In the midst of last month's madness -- towards the end of it, actually -- the always thoughtful Joe Katzman of the must-read Winds of Change, emailed to alert me to this post by Tarek Heggy, an Egyptian author and thinker and Renaissance man, in which he laments the wrong turn that Islam took when it rejected Ibn Rushd, perhaps better known in the West as Averroes, in favor of Al-Ghazali. It's well worth reading the post, although I have a few quibbles with it. On paleo Ideofact, the original incarnation of this blog, I used to note, over and over again, that while their Arab contemporaries far outstripped them in terms of classical philosophy, Medieval Europeans geared their energies in a different direction: toward technology. Averroes may have reintroduced Aristotle to the West, but it wasn't Aristotle who gave us eyeglasses, the steam engine or electricity. And by the Renaissance, Aristotelian thought was stultifying rather than informing thinkers like Galileo. When the intellectual heirs of Averroes looked at the heliocentric model of the universe, for example, they concluded it was wrong because Aristotle said it was wrong. So when Heggy writes,

...the Muslims lost a historic opportunity to use Ibn Rushd’s ideas as a springboard that could have placed them on a path similar to the one which took Europe from the obscurantist thinking of the thirteenth century to the vigorous intellectual climate which encourages debate, free thinking, general freedoms and creativity in literature, art and science...

...he's really oversimplifying the situation in Europe.

I'm also not quite comfortable with his next bit, when he contrasts cosmopolitan Islam with bedouin Islam (which he identifies with Mohamed bin Abdul Wahab, of Wahabbi fame, among others). If I'm not mistaken, Ibn Taymiyyah, who in many ways was a precursor of bin Wahab and railed against innovations in Islam, was educated in Damascus -- hardly a bedouin backwater of the world of Islam. Beyond that, Egypt wasn't quite Ottoman, and in the wake of the collapse of the Ottoman Empire, Egypt enjoyed pride of place among the Arab nations by dint of its population, its movie industry, and its radio broadcasting service. It was Saudi Arabia that felt imperiled by Egypt through most of the post-World War Two period, and not the other way around. It is also worth noting that Sayyid Qutb, often described (on paleo Ideofact especially) as the "brains of bin Laden," was Egyptian, as was the Muslim Brotherhood. I do not think one can necessarily blame the Saudis exclusively for the development of Islamic fundamentalism.

But Averroes is definitely worth reading about, and worth reading, and thank you Joe for letting me know about this essay.

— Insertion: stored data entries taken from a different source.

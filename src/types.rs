//! Core types and IDs for the order book.
//!
//! [`OrderRequest`] is what a submitter hands to the book; [`Order`] is the
//! resting record the book creates from it (id and timestamp assigned).

use std::fmt;
use std::str::FromStr;

use rust_decimal::Decimal;

use crate::error::ValidationError;

/// Engine-assigned order identifier. Strictly increasing per book.
#[derive(Clone, Copy, Debug, PartialEq, Eq, PartialOrd, Ord, Hash, serde::Serialize, serde::Deserialize)]
pub struct OrderId(pub u64);

impl fmt::Display for OrderId {
    fn fmt(&self, f: &mut fmt::Formatter<'_>) -> fmt::Result {
        write!(f, "{}", self.0)
    }
}

/// Order side.
#[derive(Clone, Copy, Debug, PartialEq, Eq, serde::Serialize, serde::Deserialize)]
#[serde(rename_all = "lowercase")]
pub enum Side {
    Buy,
    Sell,
}

impl FromStr for Side {
    type Err = ValidationError;

    fn from_str(s: &str) -> Result<Self, Self::Err> {
        match s {
            "buy" => Ok(Side::Buy),
            "sell" => Ok(Side::Sell),
            other => Err(ValidationError::UnknownSide(other.to_string())),
        }
    }
}

/// Order kind. Decides matching eligibility and whether the order survives shutdown.
#[derive(Clone, Copy, Debug, PartialEq, Eq, serde::Serialize, serde::Deserialize)]
#[serde(rename_all = "lowercase")]
pub enum OrderKind {
    /// Immediately executable at its reference price.
    Market,
    Limit,
    /// Good-Til-Cancelled: the only kind retained after shutdown.
    Gtc,
    /// Fill-or-Kill: fills its whole remaining size in one trade or is removed.
    Fok,
}

impl OrderKind {
    pub fn is_market(self) -> bool {
        matches!(self, OrderKind::Market)
    }

    pub fn is_fok(self) -> bool {
        matches!(self, OrderKind::Fok)
    }

    /// Whether an order of this kind stays in the book across `shutdown()`.
    pub fn survives_shutdown(self) -> bool {
        matches!(self, OrderKind::Gtc)
    }
}

impl FromStr for OrderKind {
    type Err = ValidationError;

    fn from_str(s: &str) -> Result<Self, Self::Err> {
        match s {
            "market" => Ok(OrderKind::Market),
            "limit" => Ok(OrderKind::Limit),
            "gtc" => Ok(OrderKind::Gtc),
            "fok" => Ok(OrderKind::Fok),
            other => Err(ValidationError::UnknownKind(other.to_string())),
        }
    }
}

/// An order as submitted: everything except the id and timestamp the book assigns.
#[derive(Clone, Debug, PartialEq, serde::Serialize, serde::Deserialize)]
pub struct OrderRequest {
    pub side: Side,
    pub kind: OrderKind,
    pub price: Decimal,
    pub size: u64,
    pub ticker: String,
}

impl OrderRequest {
    pub fn new(side: Side, kind: OrderKind, price: Decimal, size: u64, ticker: impl Into<String>) -> Self {
        Self {
            side,
            kind,
            price,
            size,
            ticker: ticker.into(),
        }
    }

    /// Boundary checks for a book trading `ticker`. Nothing is mutated on failure.
    pub fn validate(&self, ticker: &str) -> Result<(), ValidationError> {
        if self.price <= Decimal::ZERO {
            return Err(ValidationError::InvalidPrice(self.price.to_string()));
        }
        if self.size == 0 {
            return Err(ValidationError::InvalidSize(self.size.to_string()));
        }
        if self.ticker.is_empty() {
            return Err(ValidationError::EmptyTicker);
        }
        if self.ticker != ticker {
            return Err(ValidationError::TickerMismatch {
                expected: ticker.to_string(),
                actual: self.ticker.clone(),
            });
        }
        Ok(())
    }
}

/// Resting order. `size` is the remaining quantity and is always > 0 while in the book.
#[derive(Clone, Debug, PartialEq, serde::Serialize, serde::Deserialize)]
pub struct Order {
    pub id: OrderId,
    pub side: Side,
    pub kind: OrderKind,
    pub price: Decimal,
    pub size: u64,
    pub ticker: String,
    /// Nanoseconds since the Unix epoch, non-decreasing in submission order.
    pub submitted_at: u64,
}

#[cfg(test)]
mod tests {
    use super::*;

    #[test]
    fn parse_side_and_kind() {
        assert_eq!("buy".parse::<Side>().unwrap(), Side::Buy);
        assert_eq!("sell".parse::<Side>().unwrap(), Side::Sell);
        assert_eq!("gtc".parse::<OrderKind>().unwrap(), OrderKind::Gtc);
        assert_eq!("fok".parse::<OrderKind>().unwrap(), OrderKind::Fok);
    }

    #[test]
    fn unknown_kind_is_rejected_not_defaulted() {
        let err = "ioc".parse::<OrderKind>().unwrap_err();
        assert_eq!(err, ValidationError::UnknownKind("ioc".into()));
        assert!("BUY".parse::<Side>().is_err());
    }

    #[test]
    fn only_gtc_survives_shutdown() {
        assert!(OrderKind::Gtc.survives_shutdown());
        assert!(!OrderKind::Market.survives_shutdown());
        assert!(!OrderKind::Limit.survives_shutdown());
        assert!(!OrderKind::Fok.survives_shutdown());
    }

    #[test]
    fn validate_rejects_bad_fields() {
        let ok = OrderRequest::new(Side::Buy, OrderKind::Limit, Decimal::new(10000, 2), 10, "QQQ");
        assert!(ok.validate("QQQ").is_ok());

        let mut r = ok.clone();
        r.price = Decimal::ZERO;
        assert!(matches!(r.validate("QQQ"), Err(ValidationError::InvalidPrice(_))));

        let mut r = ok.clone();
        r.size = 0;
        assert!(matches!(r.validate("QQQ"), Err(ValidationError::InvalidSize(_))));

        let mut r = ok.clone();
        r.ticker.clear();
        assert_eq!(r.validate("QQQ"), Err(ValidationError::EmptyTicker));

        assert!(matches!(ok.validate("SPY"), Err(ValidationError::TickerMismatch { .. })));
    }
}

Posted by Ideofact at August 14, 2003 11:23 PM
Comments

Actually, the main problem seems not to be the choosing of Al-Ghazali over Averroes. It seems to be mistaking al-Ghazali's attack on reason, to mean that reason itself has no place (except in 'rational proofs' for God, i.e. defence of the dogma - Fakr ad-Din ar-Razi, for example, was a better 'theologian' than al-Ghazali).

As for Averroes, I agree with you; though very important, sometimes his would-be influence is exaggerated, especially by 'modernist' Muslims.

Lastly, Ibn Taymiyyah's critique of logic ought to have led to a reform in Muslim thought. In fact, Hallaq, the translator of his "Against the Greek Logicians" bemoans that the full extent of Ibn Taymiyyah's criticism was missed on Muslim thought of that period, even his own students.